About this exercise
Among the lines below, keep only those from the one containing "let compiler = match" through the one containing "let mut context", and reproduce them exactly.

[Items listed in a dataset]

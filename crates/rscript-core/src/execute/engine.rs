//! Combine, compile, load and run one submission.

use std::sync::{Arc, OnceLock};
use std::time::Instant;

use crate::combine::{CombineError, CombinedUnit, Combiner};
use crate::compile::{Diagnostic, EngineConfig, HostReferences, ToolchainManager, UNIT_FILE, UnitCompiler};
use crate::error::Result;
use crate::host::{Document, UiDocument};
use crate::result::ExecutionResult;
use crate::script::ScriptFile;

use super::abi::{ABI_MISMATCH, ABSENT, HostSession, NULL_API, OK, ScriptFailure};
use super::context::IsolatedContext;
use super::output::OutputSink;

/// What a script sees of the host while it runs.
pub struct ScriptBindings {
    pub document: Arc<dyn Document>,
    pub ui_document: Option<Arc<dyn UiDocument>>,
    /// Receives printed lines as they happen, in addition to the result.
    pub output: Option<Box<dyn OutputSink>>,
}

impl ScriptBindings {
    pub fn new(document: Arc<dyn Document>) -> Self {
        Self {
            document,
            ui_document: None,
            output: None,
        }
    }

    pub fn with_ui_document(mut self, ui_document: Arc<dyn UiDocument>) -> Self {
        self.ui_document = Some(ui_document);
        self
    }

    pub fn with_output(mut self, output: Box<dyn OutputSink>) -> Self {
        self.output = Some(output);
        self
    }
}

/// Turns submitted files into an [`ExecutionResult`].
///
/// The toolchain and host libraries are looked up on first use and kept.
/// A failed lookup is retried on the next job.
pub struct Engine {
    config: EngineConfig,
    compiler: OnceLock<UnitCompiler>,
}

impl Engine {
    pub fn new(config: EngineConfig) -> Self {
        Self {
            config,
            compiler: OnceLock::new(),
        }
    }

    pub fn config(&self) -> &EngineConfig {
        &self.config
    }

    fn compiler(&self) -> Result<&UnitCompiler> {
        if let Some(compiler) = self.compiler.get() {
            return Ok(compiler);
        }
        let toolchain = ToolchainManager::new()?;
        let references = match &self.config.host_api_dir {
            Some(dir) => HostReferences::discover(dir)?,
            None => HostReferences::none(),
        };
        tracing::info!(
            rustc = %toolchain.version(),
            libraries = references.libraries().len(),
            skipped = references.skipped().len(),
            "script compiler ready"
        );
        let compiler = UnitCompiler::new(self.config.clone(), toolchain, references);
        Ok(self.compiler.get_or_init(|| compiler))
    }

    /// Run `files` against `bindings`. `entry` overrides the configured
    /// entry name. Never fails; every outcome is a result for the client.
    pub fn compile_and_run(
        &self,
        files: &[ScriptFile],
        entry: Option<&str>,
        bindings: ScriptBindings,
    ) -> ExecutionResult {
        let combiner = Combiner::new(entry.unwrap_or(&self.config.entry_name));
        let unit = match combiner.combine(files) {
            Ok(unit) => unit,
            Err(err @ CombineError::Syntax { .. }) => {
                return ExecutionResult::compilation_failed(vec![err.diagnostic()]);
            }
            Err(err) => return ExecutionResult::rejected(err.to_string()),
        };

        let start = Instant::now();
        let result = self.build_and_run(&unit, bindings);
        tracing::info!(
            entry = unit.entry_file(),
            files = files.len(),
            success = result.success(),
            elapsed_ms = start.elapsed().as_millis() as u64,
            "script finished"
        );
        result.for_script(unit.entry_file())
    }

    fn build_and_run(&self, unit: &CombinedUnit, bindings: ScriptBindings) -> ExecutionResult {
        let compiler = match self.compiler() {
            Ok(compiler) => compiler,
            Err(e) => return ExecutionResult::rejected(format!("Script compiler unavailable: {}", e)),
        };
        let mut context = match IsolatedContext::create(&self.config.build_dir) {
            Ok(context) => context,
            Err(e) => return ExecutionResult::rejected(format!("Failed to prepare build directory: {}", e)),
        };

        let library = match compiler.compile(unit, context.dir(), &context.crate_name()) {
            Ok(path) => path,
            Err(diagnostics) => {
                return ExecutionResult::compilation_failed(
                    diagnostics.iter().map(Diagnostic::format_line).collect(),
                );
            }
        };
        if let Err(e) = context.load(&library) {
            return ExecutionResult::rejected(format!("Failed to load compiled script: {}", e));
        }

        let result = invoke(&context, unit, bindings);
        context.unload();
        result
    }
}

fn invoke(context: &IsolatedContext, unit: &CombinedUnit, bindings: ScriptBindings) -> ExecutionResult {
    let entry = match context.entry() {
        Ok(entry) => entry,
        Err(e) => return ExecutionResult::rejected(e.to_string()),
    };

    let ScriptBindings {
        document,
        ui_document,
        output,
    } = bindings;
    let session = HostSession::new(document.as_ref(), ui_document.as_deref(), output);
    let api = session.api();
    tracing::debug!(job = %context.id(), "calling script entry");
    // Safety: `api` and the session behind it outlive the call, and the
    // entry was resolved from an image built by `UnitCompiler`.
    let code = unsafe { entry(&api) };
    let (output, failure) = session.into_parts();

    match code {
        OK => ExecutionResult::completed(&output),
        ABSENT => {
            let failure = failure.unwrap_or_else(|| ScriptFailure {
                message: "script panicked".to_string(),
                trace: String::new(),
            });
            let trace = unit.line_map().rewrite(&failure.trace, UNIT_FILE);
            let mut details = vec![failure.message.clone()];
            details.extend(
                trace
                    .lines()
                    .map(str::trim_end)
                    .filter(|line| !line.trim().is_empty())
                    .map(str::to_string),
            );
            ExecutionResult::runtime_error(&failure.message, details)
        }
        NULL_API | ABI_MISMATCH => ExecutionResult::runtime_error(
            "script was built for a different host interface",
            Vec::new(),
        ),
        other => ExecutionResult::runtime_error(
            &format!("script entry returned unexpected status {}", other),
            Vec::new(),
        ),
    }
}

#[cfg(test)]
mod tests {
    use super::*;
    use crate::host::MemoryDocument;
    use crate::result::ResultKind;

    fn engine(root: &std::path::Path) -> Engine {
        Engine::new(EngineConfig {
            build_dir: root.to_path_buf(),
            ..EngineConfig::default()
        })
    }

    fn bindings() -> ScriptBindings {
        ScriptBindings::new(Arc::new(MemoryDocument::new("Model")))
    }

    #[test]
    fn test_missing_entry_is_rejected_before_compiling() {
        let root = tempfile::tempdir().unwrap();
        let files = vec![ScriptFile::new("Helper.rs", "pub fn helper() {}")];
        let result = engine(root.path()).compile_and_run(&files, None, bindings());

        assert_eq!(result.kind(), ResultKind::Rejected);
        assert!(result.error_message().unwrap().contains("Main"));
        assert!(result.script_name().is_none());
    }

    #[test]
    fn test_syntax_error_is_a_compilation_failure() {
        let root = tempfile::tempdir().unwrap();
        let files = vec![ScriptFile::new("Main.rs", "let x = ;\n")];
        let result = engine(root.path()).compile_and_run(&files, None, bindings());

        assert_eq!(result.kind(), ResultKind::CompileError);
        assert_eq!(result.error_message(), Some("Compilation failed"));
        assert_eq!(result.error_details().len(), 1);
        assert!(result.error_details()[0].starts_with("Main.rs:1:"));
    }

    #[test]
    fn test_entry_override() {
        let root = tempfile::tempdir().unwrap();
        let files = vec![ScriptFile::new("Main.rs", "print(1);")];
        let result = engine(root.path()).compile_and_run(&files, Some("Start"), bindings());

        assert_eq!(result.kind(), ResultKind::Rejected);
        assert!(result.error_message().unwrap().contains("Start"));
    }
}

Result of the task
        let compiler = match self.compiler() {
            Ok(compiler) => compiler,
            Err(e) => return ExecutionResult::rejected(format!("Script compiler unavailable: {}", e)),
        };
        let mut context = match IsolatedContext::create(&self.config.build_dir) {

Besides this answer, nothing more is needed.